Task statement -
Output all of the entries exactly as written.

Records for processing -
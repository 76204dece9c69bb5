// Copyright (C) 2026 Fred Clausen
// Use of this source code is governed by an MIT-style
// license that can be found in the LICENSE file or at
// https://opensource.org/licenses/MIT.

//! Backend initialization tests.

use crate::SqlitePersistence;
use crate::tests::{NOW, create_test_persistence, create_test_user};

#[test]
fn test_persistence_initialization() {
    let result = SqlitePersistence::new_in_memory();
    assert!(result.is_ok());
}

#[test]
fn test_foreign_key_enforcement_is_enabled() {
    let mut persistence = create_test_persistence();
    assert!(persistence.verify_foreign_key_enforcement().is_ok());
}

#[test]
fn test_multiple_in_memory_instances_are_isolated() {
    let mut db1 = create_test_persistence();
    let mut db2 = create_test_persistence();

    let user_id: i64 = create_test_user(&mut db1, "Alice");

    assert!(db1.get_user(user_id).unwrap().is_some());
    assert!(db2.get_user(user_id).unwrap().is_none());
}

#[test]
fn test_organization_insert_requires_existing_creator() {
    let mut persistence = create_test_persistence();

    let result = persistence.create_organization("Ghost Org", 4242, NOW);

    assert!(result.is_err(), "Foreign key on creator_id must reject unknown users");
}
// Copyright (C) 2026 Fred Clausen
// Use of this source code is governed by an MIT-style
// license that can be found in the LICENSE file or at
// https://opensource.org/licenses/MIT.

//! Department queries.

use diesel::prelude::*;
use diesel::SqliteConnection;
use orgvote_domain::Department;
use tracing::debug;

use crate::diesel_schema::departments;
use crate::error::PersistenceError;

/// Diesel Queryable struct for department rows.
#[derive(Queryable, Selectable)]
#[diesel(table_name = departments)]
struct DepartmentRow {
    department_id: i64,
    organization_id: i64,
    name: String,
    parent_id: Option<i64>,
}

impl From<DepartmentRow> for Department {
    fn from(row: DepartmentRow) -> Self {
        Self {
            department_id: row.department_id,
            organization_id: row.organization_id,
            name: row.name,
            parent_id: row.parent_id,
        }
    }
}

/// Lists all departments of an organization in insertion order.
///
/// # Errors
///
/// Returns an error if the database query fails.
pub fn list_departments(
    conn: &mut SqliteConnection,
    organization_id: i64,
) -> Result<Vec<Department>, PersistenceError> {
    let rows: Vec<DepartmentRow> = departments::table
        .filter(departments::organization_id.eq(organization_id))
        .order(departments::department_id.asc())
        .select(DepartmentRow::as_select())
        .load(conn)?;

    debug!(organization_id, count = rows.len(), "Loaded departments");

    Ok(rows.into_iter().map(Department::from).collect())
}

/// Retrieves a department by ID.
///
/// # Errors
///
/// Returns an error if the database query fails.
pub fn get_department(
    conn: &mut SqliteConnection,
    department_id: i64,
) -> Result<Option<Department>, PersistenceError> {
    let row: Option<DepartmentRow> = departments::table
        .filter(departments::department_id.eq(department_id))
        .select(DepartmentRow::as_select())
        .first(conn)
        .optional()?;

    Ok(row.map(Department::from))
}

Answer to this task -
repository 76204dece9c69bb5
// Copyright (C) 2026 Fred Clausen
// Use of this source code is governed by an MIT-style
// license that can be found in the LICENSE file or at
// https://opensource.org/licenses/MIT.

//! Backend initialization tests.

use crate::SqlitePersistence;
use crate::tests::{NOW, create_test_persistence, create_test_user};

#[test]
fn test_persistence_initialization() {
    let result = SqlitePersistence::new_in_memory();
    assert!(result.is_ok());
}

#[test]
fn test_foreign_key_enforcement_is_enabled() {
    let mut persistence = create_test_persistence();
    assert!(persistence.verify_foreign_key_enforcement().is_ok());
}

#[test]
fn test_multiple_in_memory_instances_are_isolated() {
    let mut db1 = create_test_persistence();
    let mut db2 = create_test_persistence();

    let user_id: i64 = create_test_user(&mut db1, "Alice");

    assert!(db1.get_user(user_id).unwrap().is_some());
    assert!(db2.get_user(user_id).unwrap().is_none());
}

#[test]
fn test_organization_insert_requires_existing_creator() {
    let mut persistence = create_test_persistence();

    let result = persistence.create_organization("Ghost Org", 4242, NOW);

    assert!(result.is_err(), "Foreign key on creator_id must reject unknown users");
}
// Copyright (C) 2026 Fred Clausen
// Use of this source code is governed by an MIT-style
// license that can be found in the LICENSE file or at
// https://opensource.org/licenses/MIT.

//! Department queries.

use diesel::prelude::*;
use diesel::SqliteConnection;
use orgvote_domain::Department;
use tracing::debug;

use crate::diesel_schema::departments;
use crate::error::PersistenceError;

/// Diesel Queryable struct for department rows.
#[derive(Queryable, Selectable)]
#[diesel(table_name = departments)]
struct DepartmentRow {
    department_id: i64,
    organization_id: i64,
    name: String,
    parent_id: Option<i64>,
}

impl From<DepartmentRow> for Department {
    fn from(row: DepartmentRow) -> Self {
        Self {
            department_id: row.department_id,
            organization_id: row.organization_id,
            name: row.name,
            parent_id: row.parent_id,
        }
    }
}

/// Lists all departments of an organization in insertion order.
///
/// # Errors
///
/// Returns an error if the database query fails.
pub fn list_departments(
    conn: &mut SqliteConnection,
    organization_id: i64,
) -> Result<Vec<Department>, PersistenceError> {
    let rows: Vec<DepartmentRow> = departments::table
        .filter(departments::organization_id.eq(organization_id))
        .order(departments::department_id.asc())
        .select(DepartmentRow::as_select())
        .load(conn)?;

    debug!(organization_id, count = rows.len(), "Loaded departments");

    Ok(rows.into_iter().map(Department::from).collect())
}

/// Retrieves a department by ID.
///
/// # Errors
///
/// Returns an error if the database query fails.
pub fn get_department(
    conn: &mut SqliteConnection,
    department_id: i64,
) -> Result<Option<Department>, PersistenceError> {
    let row: Option<DepartmentRow> = departments::table
        .filter(departments::department_id.eq(department_id))
        .select(DepartmentRow::as_select())
        .first(conn)
        .optional()?;

    Ok(row.map(Department::from))
}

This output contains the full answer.